A Pilot Study of Dronabinol for Adult Patients With Primary Gliomas

Condition(s) targeted: Brain Neoplasms; Nausea; Vomiting

Intervention: Dronabinol (Drug)

Phase: Phase 2

Status: Recruiting

Sponsored by: Duke University

Official(s) and/or principal investigator(s):
Deborah H Allen, MSN, ARN, BC, Principal Investigator, Affiliation: Duke University

Overall contact:
Deborah H Allen, MSN, ARN, BC, Phone: 919-681-4719, Email: allen079@mc.duke.edu

This study seeks to define the tolerability and safety associated with the administration of Dronabinol in the treatment of adults with nausea, vomiting and appetite loss in patients with primary gliomas who are undergoing chemotherapy treatment. The study will also describe the effect of Dronabinol on the quality of life in terms of nausea, vomiting and anorexia in this patient group.

Official title: A Pilot Study of Dronabinol for Adult Patients With Primary Gliomas

Study design: Treatment, Non-Randomized, Open Label, Active Control, Single Group Assignment, Safety/Efficacy Study

Primary outcome: Tolerability Rate and absence of toxicity

Secondary outcome: Quality of Life measurements

Detailed description: Symptoms identified as impacting quality of life include nausea and vomiting, appetite changes, pain, fatigue, mobility, insomnia, mood, bowel patterns, concentration and appearance (Donaldson and Fields, 1998). There has been little information published on the impact of these symptoms in the GBM population. More specifically, to date, there has not been an investigation that demonstrates the efficacy of an intervention on improving appetite, and decreasing nausea and vomiting in patients with GBM. This need serves as the basis for the current proposed investigation utilizing Dronabinol, a cannabinoid known to decrease incidence of nausea and vomiting, as well as controlling appetite changes for terminally ill patients receiving chemotherapy. In addition, there is no published research on the use of Dronabinol and dose limited toxicity for the brain tumor population.

In this study, patients will receive daily Dronabinol therapy through their chemotherapy cycle. Patients will complete daily appetite and nausea/vomiting logs, as well as receive telephone follow-up from the research coordinator to assess impact of treatment.
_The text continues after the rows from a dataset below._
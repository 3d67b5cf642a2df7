//! Handler for the `update` command

use super::common::{HandlerContext, ticket_json};
use crate::cli::output::OutputFormatter;
use crate::core::Status;
use crate::error::Result;
use std::path::Path;

/// Handle the `update` command
///
/// Sets the status, replaces the assignment when `--assign` is given (an
/// empty value clears it), and refreshes `updated_at`.
pub fn handle_update_command(
    id: &str,
    status: Status,
    assign: Option<String>,
    file: Option<&Path>,
    output: &OutputFormatter,
) -> Result<()> {
    let mut context = HandlerContext::open(file)?;
    // No --assign keeps the current assignee; --assign "" clears it
    let assign = match assign {
        Some(assignee) => Some(assignee),
        None => crate::query::find_by_id(context.tickets(), id)
            .and_then(|t| t.assigned_to.clone()),
    };
    let ticket = context.repository.update_status(id, status, assign)?;

    if output.is_json() {
        output.print_json(&serde_json::json!({
            "status": "success",
            "ticket": ticket_json(ticket),
        }))?;
    } else {
        output.success(&format!("Updated {}", ticket.id));
        output.info(&format!("  Status: {}", ticket.status));
        output.info(&format!(
            "  Assigned to: {}",
            ticket.assigned_to.as_deref().unwrap_or("-")
        ));
    }

    Ok(())
}
//! Test fixtures shared across unit tests

#![cfg(test)]

use crate::core::{Category, Department, Priority, Status, Ticket, TicketDraft, TicketId};
use crate::storage::{TicketRepository, TicketStore};
use tempfile::TempDir;

/// A temporary directory with a data file path for storage-backed tests
pub struct TestProject {
    pub temp_dir: TempDir,
}

impl TestProject {
    pub fn new() -> Self {
        Self {
            temp_dir: TempDir::new().expect("failed to create temp dir"),
        }
    }

    pub fn store(&self) -> TicketStore {
        TicketStore::new(self.temp_dir.path().join("tickets_data.json"))
    }

    pub fn repository(&self) -> TicketRepository {
        TicketRepository::open(self.store()).expect("failed to open repository")
    }
}

/// A ticket with the given id suffix and plausible defaults
pub fn sample_ticket(suffix: u32) -> Ticket {
    let mut ticket = Ticket::new(
        TicketId::from_suffix(suffix),
        TicketDraft {
            name: format!("Requester {suffix}"),
            email: format!("requester{suffix}@example.com"),
            phone: String::new(),
            category: Category::Teknis,
            priority: Priority::Medium,
            department: Department::ItSupport,
            subject: format!("Issue number {suffix}"),
            description: "Something stopped working".to_string(),
        },
    );
    ticket.status = Status::Open;
    ticket
}
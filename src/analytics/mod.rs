//! Descriptive aggregation over the ticket collection
//!
//! Everything here derives display values from the in-memory collection;
//! nothing is cached or persisted.

use crate::core::Ticket;
use chrono::NaiveDate;
use serde::Serialize;
use std::collections::BTreeMap;

/// Field to group counts by
#[derive(Debug, Clone, Copy, PartialEq, Eq)]
pub enum GroupBy {
    Status,
    Priority,
    Category,
    Department,
}

/// Count tickets per distinct value of the chosen field
///
/// Keys are the display names (`"In Progress"`, `"IT Support"`, ...),
/// ordered alphabetically.
#[must_use]
pub fn count_by(tickets: &[Ticket], group: GroupBy) -> BTreeMap<String, usize> {
    let mut counts = BTreeMap::new();
    for ticket in tickets {
        let key = match group {
            GroupBy::Status => ticket.status.to_string(),
            GroupBy::Priority => ticket.priority.to_string(),
            GroupBy::Category => ticket.category.to_string(),
            GroupBy::Department => ticket.department.to_string(),
        };
        *counts.entry(key).or_insert(0) += 1;
    }
    counts
}

/// Tickets created per calendar day, ascending by date
#[must_use]
pub fn tickets_per_day(tickets: &[Ticket]) -> Vec<(NaiveDate, usize)> {
    let mut per_day: BTreeMap<NaiveDate, usize> = BTreeMap::new();
    for ticket in tickets {
        *per_day.entry(ticket.created_at.date()).or_insert(0) += 1;
    }
    per_day.into_iter().collect()
}

/// Resolution-time summary in hours
#[derive(Debug, Clone, PartialEq, Serialize)]
pub struct ResolutionStats {
    pub mean_hours: f64,
    pub min_hours: f64,
    pub max_hours: f64,
}

/// Elapsed hours between creation and last update, over Resolved and Closed
/// tickets
///
/// `None` when no ticket has reached a terminal status.
#[must_use]
pub fn resolution_stats(tickets: &[Ticket]) -> Option<ResolutionStats> {
    let hours: Vec<f64> = tickets
        .iter()
        .filter(|t| t.status.is_resolved())
        .map(|t| (t.updated_at - t.created_at).num_seconds() as f64 / 3600.0)
        .collect();

    if hours.is_empty() {
        return None;
    }

    let sum: f64 = hours.iter().sum();
    let min = hours.iter().copied().fold(f64::INFINITY, f64::min);
    let max = hours.iter().copied().fold(f64::NEG_INFINITY, f64::max);
    Some(ResolutionStats {
        mean_hours: sum / hours.len() as f64,
        min_hours: min,
        max_hours: max,
    })
}
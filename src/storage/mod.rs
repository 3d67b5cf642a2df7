//! Persistence: the flat-file store and the in-memory repository over it

mod file;
mod repository;

pub use file::{DEFAULT_TICKETS_FILE, TicketStore};
pub use repository::TicketRepository;
//! Error types for the support-ticket crate
//!
//! All fallible operations return [`Result`]. The variants mirror the four
//! failure classes of the system: storage (corrupt or unreadable data file),
//! validation (missing or empty required input), lookup (unknown ticket id),
//! and id-format (a persisted id that does not match the `TKT-<digits>`
//! shape).

use std::path::PathBuf;
use thiserror::Error;

/// Result type alias used throughout the crate
pub type Result<T> = std::result::Result<T, SupportTicketError>;

/// Primary error type for all support-ticket operations
#[derive(Error, Debug)]
pub enum SupportTicketError {
    /// The data file exists but could not be parsed as a ticket collection
    #[error("Ticket data file is corrupt: {}", path.display())]
    CorruptData {
        path: PathBuf,
        #[source]
        source: serde_json::Error,
    },

    /// A required field was missing or empty
    #[error("Missing required fields: {}", fields.join(", "))]
    MissingFields { fields: Vec<String> },

    /// No ticket with the given id exists in the collection
    #[error("Ticket not found: {id}")]
    TicketNotFound { id: String },

    /// A persisted id does not match the `TKT-<digits>` shape
    #[error("Malformed ticket id: {id}")]
    InvalidIdFormat { id: String },

    /// An unrecognized status value was supplied
    #[error("Invalid status: {value}. Must be one of: open, in-progress, resolved, closed")]
    InvalidStatus { value: String },

    /// An unrecognized priority value was supplied
    #[error("Invalid priority: {value}. Must be one of: low, medium, high")]
    InvalidPriority { value: String },

    /// An unrecognized category value was supplied
    #[error("Invalid category: {value}. Must be one of: teknis, billing, produk, akun, lainnya")]
    InvalidCategory { value: String },

    /// An unrecognized department value was supplied
    #[error(
        "Invalid department: {value}. Must be one of: it-support, customer-service, billing, technical, sales"
    )]
    InvalidDepartment { value: String },

    /// An unrecognized export format was supplied
    #[error("Invalid export format: {value}. Must be one of: csv, json")]
    InvalidExportFormat { value: String },

    /// The configuration file exists but could not be parsed
    #[error("Failed to load configuration: {reason}")]
    Config { reason: String },

    /// File system I/O error
    #[error("I/O error: {0}")]
    Io(#[from] std::io::Error),

    /// JSON serialization error while writing the collection
    #[error("Failed to serialize tickets: {0}")]
    Serialization(#[from] serde_json::Error),

    /// Interactive prompt error
    #[error("Prompt failed: {0}")]
    Prompt(#[from] dialoguer::Error),
}

impl SupportTicketError {
    /// User-facing message without the internal error chain
    #[must_use]
    pub fn user_message(&self) -> String {
        self.to_string()
    }

    /// Suggestions shown under the error message
    #[must_use]
    pub fn suggestions(&self) -> Vec<String> {
        match self {
            Self::CorruptData { path, .. } => vec![
                format!("Inspect {} for manual edits", path.display()),
                "Restore the file from a backup or start over with an empty collection"
                    .to_string(),
            ],
            Self::MissingFields { .. } => {
                vec!["Provide every required field and try again".to_string()]
            },
            Self::TicketNotFound { .. } => vec![
                "Run 'support-ticket list' to see existing tickets".to_string(),
            ],
            Self::InvalidIdFormat { id } => vec![format!(
                "Fix the id '{id}' in the data file; ids must look like TKT-001"
            )],
            Self::Config { .. } => {
                vec!["Check support-ticket.yaml for syntax errors".to_string()]
            },
            _ => vec![],
        }
    }

    /// Whether the caller can recover by correcting its input
    #[must_use]
    pub const fn is_recoverable(&self) -> bool {
        matches!(
            self,
            Self::MissingFields { .. }
                | Self::TicketNotFound { .. }
                | Self::InvalidStatus { .. }
                | Self::InvalidPriority { .. }
                | Self::InvalidCategory { .. }
                | Self::InvalidDepartment { .. }
                | Self::InvalidExportFormat { .. }
        )
    }
}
This will be assessed through two consecutive cycles of chemotherapy.

Minimum age: 18 Years. Maximum age: N/A. Gender(s): Both.

Criteria:

Inclusion Criteria:

- Patients with histologically confirmed diagnosis of primary malignant brain tumor

(grade 3 or 4)

- Karnofsky greater than or equal to 80%

- Life expectancy greater than or equal to 6 months

- Patients must be undergoing one of the following chemotherapy administrations:

Temozolomide; CCNU or CPT-11

- Patients must give written informed consent

- Patients must have AST, ALT, total serum bilirubin, and alkaline phosphatase less

than 2 times upper limits of normal laboratory values, performed within 14 days prior to initiation of study

- For women, negative risk of pregnancy through standard chemotherapy screening

procedures inclusive of pregnancy test, menopause or surgical procedure

- Patient must have social support with caregiver daily monitoring for side effects

Exclusion Criteria:

- Premorbid CMS diagnosis (CVA, CHI, MS)

- Patients with global aphesis limiting the informed consent process

- Patients with unmanaged psychiatric disease

- Patients with history of drug addiction or recent illicit drug usage within the last

3 months

- Patients with hypersensitivity to dronabinol, marijuana or sesame seed oil

- Patients must not be taking an concomitant meds contraindicated with Dronabinol

(including anxiolytics, sedative, hypnotics, barbiturates, general anesthetics, monoamine oxidase inhibitors [MAOIs], opiate agonists, phenothiazines, sedating H1 blockers, skeletal muscle relaxants and sympathomimetics)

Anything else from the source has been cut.